'''

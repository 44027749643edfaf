//! Draft order service.

#[cfg(test)]
mod tests;

use std::collections::{BTreeSet, HashMap};

use sea_orm::{ConnectionTrait, DatabaseConnection, DbErr};

use crate::{
    model::draft::DraftPositionDto,
    server::{
        data::{
            draft_position::DraftPositionRepository, season::SeasonRepository,
            team::TeamRepository,
        },
        error::{league::LeagueError, Error},
        model::db::{DraftPositionModel, TeamModel},
        service::{retry::RetryContext, team::team_summary},
    },
};

pub struct DraftService<'a> {
    db: &'a DatabaseConnection,
}

impl<'a> DraftService<'a> {
    /// Creates a new instance of DraftService.
    ///
    /// # Arguments
    /// - `db` - Database connection reference
    pub fn new(db: &'a DatabaseConnection) -> Self {
        Self { db }
    }

    /// Every recorded pick, ordered by season year then draft position.
    pub async fn get_draft_positions(&self) -> Result<Vec<DraftPositionDto>, Error> {
        let ctx = RetryContext::new();
        let db = self.db.clone();

        ctx.execute_with_retry("get draft positions", || {
            let db = db.clone();

            Box::pin(async move {
                let positions = DraftPositionRepository::new(&db).get_all().await?;

                let positions = positions
                    .into_iter()
                    .filter_map(|(position, season)| Some((position, season?.year)))
                    .collect();

                Ok(with_teams(&db, positions).await?)
            })
        })
        .await
    }

    /// Draft order for the season played in `year`.
    ///
    /// # Returns
    /// - `Ok(Vec<DraftPositionDto>)` - Picks in draft order, empty if none were recorded
    /// - `Err(Error::LeagueError(LeagueError::SeasonNotFound))` - No season for that year
    /// - `Err(Error::DbErr)` - Database operation failed after retries
    pub async fn get_by_season_year(&self, year: i32) -> Result<Vec<DraftPositionDto>, Error> {
        let ctx = RetryContext::new();
        let db = self.db.clone();

        ctx.execute_with_retry(&format!("get draft positions for {}", year), || {
            let db = db.clone();

            Box::pin(async move {
                let Some(season) = SeasonRepository::new(&db).find_by_year(year).await? else {
                    return Err(LeagueError::SeasonNotFound(year).into());
                };

                let positions = DraftPositionRepository::new(&db)
                    .get_by_season(season.id)
                    .await?
                    .into_iter()
                    .map(|position| (position, season.year))
                    .collect();

                Ok(with_teams(&db, positions).await?)
            })
        })
        .await
    }

    /// Draft history of one team, oldest season first.
    ///
    /// # Returns
    /// - `Err(Error::LeagueError(LeagueError::TeamNotFound))` - No team with that ID
    pub async fn get_by_team(&self, team_id: i32) -> Result<Vec<DraftPositionDto>, Error> {
        let ctx = RetryContext::new();
        let db = self.db.clone();

        ctx.execute_with_retry(&format!("get draft positions for team ID {}", team_id), || {
            let db = db.clone();

            Box::pin(async move {
                let Some(team) = TeamRepository::new(&db).get_by_id(team_id).await? else {
                    return Err(LeagueError::TeamNotFound(team_id).into());
                };
                let team = team_summary(&team);

                let positions = DraftPositionRepository::new(&db).get_by_team(team_id).await?;

                Ok(positions
                    .into_iter()
                    .filter_map(|(position, season)| {
                        Some(DraftPositionDto {
                            id: position.id,
                            draft_position: position.draft_position,
                            year: season?.year,
                            team: team.clone(),
                        })
                    })
                    .collect())
            })
        })
        .await
    }
}

/// Resolves the team of each pick, dropping picks whose team no longer exists.
async fn with_teams<C: ConnectionTrait>(
    db: &C,
    positions: Vec<(DraftPositionModel, i32)>,
) -> Result<Vec<DraftPositionDto>, DbErr> {
    let team_ids: Vec<i32> = positions
        .iter()
        .map(|(position, _)| position.team_id)
        .collect::<BTreeSet<i32>>()
        .into_iter()
        .collect();

    let teams: HashMap<i32, TeamModel> = TeamRepository::new(db)
        .get_by_ids(&team_ids)
        .await?
        .into_iter()
        .map(|team| (team.id, team))
        .collect();

    Ok(positions
        .into_iter()
        .filter_map(|(position, year)| {
            let team = teams.get(&position.team_id)?;

            Some(DraftPositionDto {
                id: position.id,
                draft_position: position.draft_position,
                year,
                team: team_summary(team),
            })
        })
        .collect())
}
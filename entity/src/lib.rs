//! SeaORM entities for the league history schema.

pub mod prelude;

pub mod approved_owner;
pub mod draft_location;
pub mod draft_photo;
pub mod draft_position;
pub mod season;
pub mod team;
pub mod team_alias;
pub mod team_lineage;
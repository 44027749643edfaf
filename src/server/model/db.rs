//! Database model type aliases.
//!
//! Short names for the SeaORM models of the `entity` crate, used throughout the repositories
//! and services.

/// Type alias for team database model.
///
/// # Fields (from `entity::team::Model`)
/// - `id` - Primary key
/// - `name` - Current team name, unique across the league
/// - `location` / `lat` / `lng` - Home town and its coordinates (nullable)
/// - `logo` - Logo reference (nullable)
/// - `owner_first_name` / `owner_last_name` / `owner_email` / `owner_phone` - Owner contact
///   details (nullable)
/// - `is_active` - Whether the team still plays in the league
/// - `created_at` - Timestamp when the record was created
pub type TeamModel = entity::team::Model;

/// Type alias for historical team name database model.
pub type TeamAliasModel = entity::team_alias::Model;

/// Type alias for predecessor → successor franchise link database model.
pub type TeamLineageModel = entity::team_lineage::Model;

/// Type alias for season database model.
///
/// # Fields (from `entity::season::Model`)
/// - `id` - Primary key
/// - `year` - Season year, unique
/// - `champion_id` / `co_champion_id` / `runner_up_id` - Team references (nullable)
/// - `is_co_championship` - Set when the title was shared
/// - `draft_location_id` - Where that season's draft took place (nullable)
/// - `note` / `group_photo` - Free text and photo reference (nullable)
pub type SeasonModel = entity::season::Model;

/// Type alias for draft location database model.
pub type DraftLocationModel = entity::draft_location::Model;

/// Type alias for draft order database model.
pub type DraftPositionModel = entity::draft_position::Model;

/// Type alias for approved owner database model.
pub type ApprovedOwnerModel = entity::approved_owner::Model;

/// Type alias for draft photo metadata database model.
pub type DraftPhotoModel = entity::draft_photo::Model;
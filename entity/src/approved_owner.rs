use sea_orm::entity::prelude::*;

/// The owner of a team who may upload draft photos, and for admins, edit league data.
#[derive(Clone, Debug, PartialEq, Eq, DeriveEntityModel)]
#[sea_orm(table_name = "approved_owner")]
pub struct Model {
    #[sea_orm(primary_key)]
    pub id: i32,
    #[sea_orm(unique)]
    pub team_id: i32,
    pub is_admin: bool,
    pub created_at: DateTime,
}

#[derive(Copy, Clone, Debug, EnumIter, DeriveRelation)]
pub enum Relation {
    #[sea_orm(
        belongs_to = "super::team::Entity",
        from = "Column::TeamId",
        to = "super::team::Column::Id",
        on_update = "NoAction",
        on_delete = "Cascade"
    )]
    Team,
    #[sea_orm(has_many = "super::draft_photo::Entity")]
    DraftPhoto,
}

impl Related<super::team::Entity> for Entity {
    fn to() -> RelationDef {
        Relation::Team.def()
    }
}

impl Related<super::draft_photo::Entity> for Entity {
    fn to() -> RelationDef {
        Relation::DraftPhoto.def()
    }
}

impl ActiveModelBehavior for ActiveModel {}
use serde::{Deserialize, Serialize};
use utoipa::ToSchema;

/// League-wide championship summary.
#[derive(Clone, Debug, PartialEq, Serialize, Deserialize, ToSchema)]
pub struct ChampionshipStatsDto {
    pub total_seasons: u32,
    /// Distinct teams credited with at least a share of one title
    pub unique_champions: u32,
    pub most_titles: MostTitlesDto,
    /// `None` when no champion has gone at least a year without a title
    pub longest_drought: Option<DroughtDto>,
    pub no_titles: NoTitlesDto,
}

#[derive(Clone, Debug, PartialEq, Serialize, Deserialize, ToSchema)]
pub struct MostTitlesDto {
    pub teams: Vec<String>,
    /// Titles held, in steps of 0.5
    pub count: f64,
}

#[derive(Clone, Debug, PartialEq, Serialize, Deserialize, ToSchema)]
pub struct DroughtDto {
    pub team: String,
    /// Years since the team's last title
    pub years: i32,
}

#[derive(Clone, Debug, PartialEq, Serialize, Deserialize, ToSchema)]
pub struct NoTitlesDto {
    pub count: u32,
    pub teams: Vec<String>,
}

/// Teams sharing the same championship count.
#[derive(Clone, Debug, PartialEq, Serialize, Deserialize, ToSchema)]
pub struct ChampionshipTierDto {
    pub count: f64,
    pub teams: Vec<TierTeamDto>,
}

#[derive(Clone, Debug, PartialEq, Serialize, Deserialize, ToSchema)]
pub struct TierTeamDto {
    pub name: String,
    pub appearances: u32,
}
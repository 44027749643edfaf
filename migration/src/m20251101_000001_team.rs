use sea_orm_migration::{prelude::*, schema::*};

#[derive(DeriveMigrationName)]
pub struct Migration;

#[async_trait::async_trait]
impl MigrationTrait for Migration {
    async fn up(&self, manager: &SchemaManager) -> Result<(), DbErr> {
        manager
            .create_table(
                Table::create()
                    .table(Team::Table)
                    .if_not_exists()
                    .col(pk_auto(Team::Id))
                    .col(string_uniq(Team::Name))
                    .col(string_null(Team::Location))
                    .col(double_null(Team::Lat))
                    .col(double_null(Team::Lng))
                    .col(string_null(Team::Logo))
                    .col(string_null(Team::OwnerFirstName))
                    .col(string_null(Team::OwnerLastName))
                    .col(string_null(Team::OwnerEmail))
                    .col(string_null(Team::OwnerPhone))
                    .col(boolean(Team::IsActive).default(true))
                    .col(timestamp(Team::CreatedAt))
                    .to_owned(),
            )
            .await?;

        Ok(())
    }

    async fn down(&self, manager: &SchemaManager) -> Result<(), DbErr> {
        manager
            .drop_table(Table::drop().table(Team::Table).to_owned())
            .await?;

        Ok(())
    }
}

#[derive(DeriveIden)]
pub enum Team {
    Table,
    Id,
    Name,
    Location,
    Lat,
    Lng,
    Logo,
    OwnerFirstName,
    OwnerLastName,
    OwnerEmail,
    OwnerPhone,
    IsActive,
    CreatedAt,
}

'''

Your task is to set down only the lines that run from the opening of the listing to the line with "pub fn new(db: &'a", both ends included, each unchanged.

repository 44027749643edfaf
//! Draft order service.

#[cfg(test)]
mod tests;

use std::collections::{BTreeSet, HashMap};

use sea_orm::{ConnectionTrait, DatabaseConnection, DbErr};

use crate::{
    model::draft::DraftPositionDto,
    server::{
        data::{
            draft_position::DraftPositionRepository, season::SeasonRepository,
            team::TeamRepository,
        },
        error::{league::LeagueError, Error},
        model::db::{DraftPositionModel, TeamModel},
        service::{retry::RetryContext, team::team_summary},
    },
};

pub struct DraftService<'a> {
    db: &'a DatabaseConnection,
}

impl<'a> DraftService<'a> {
    /// Creates a new instance of DraftService.
    ///
    /// # Arguments
    /// - `db` - Database connection reference
    pub fn new(db: &'a DatabaseConnection) -> Self {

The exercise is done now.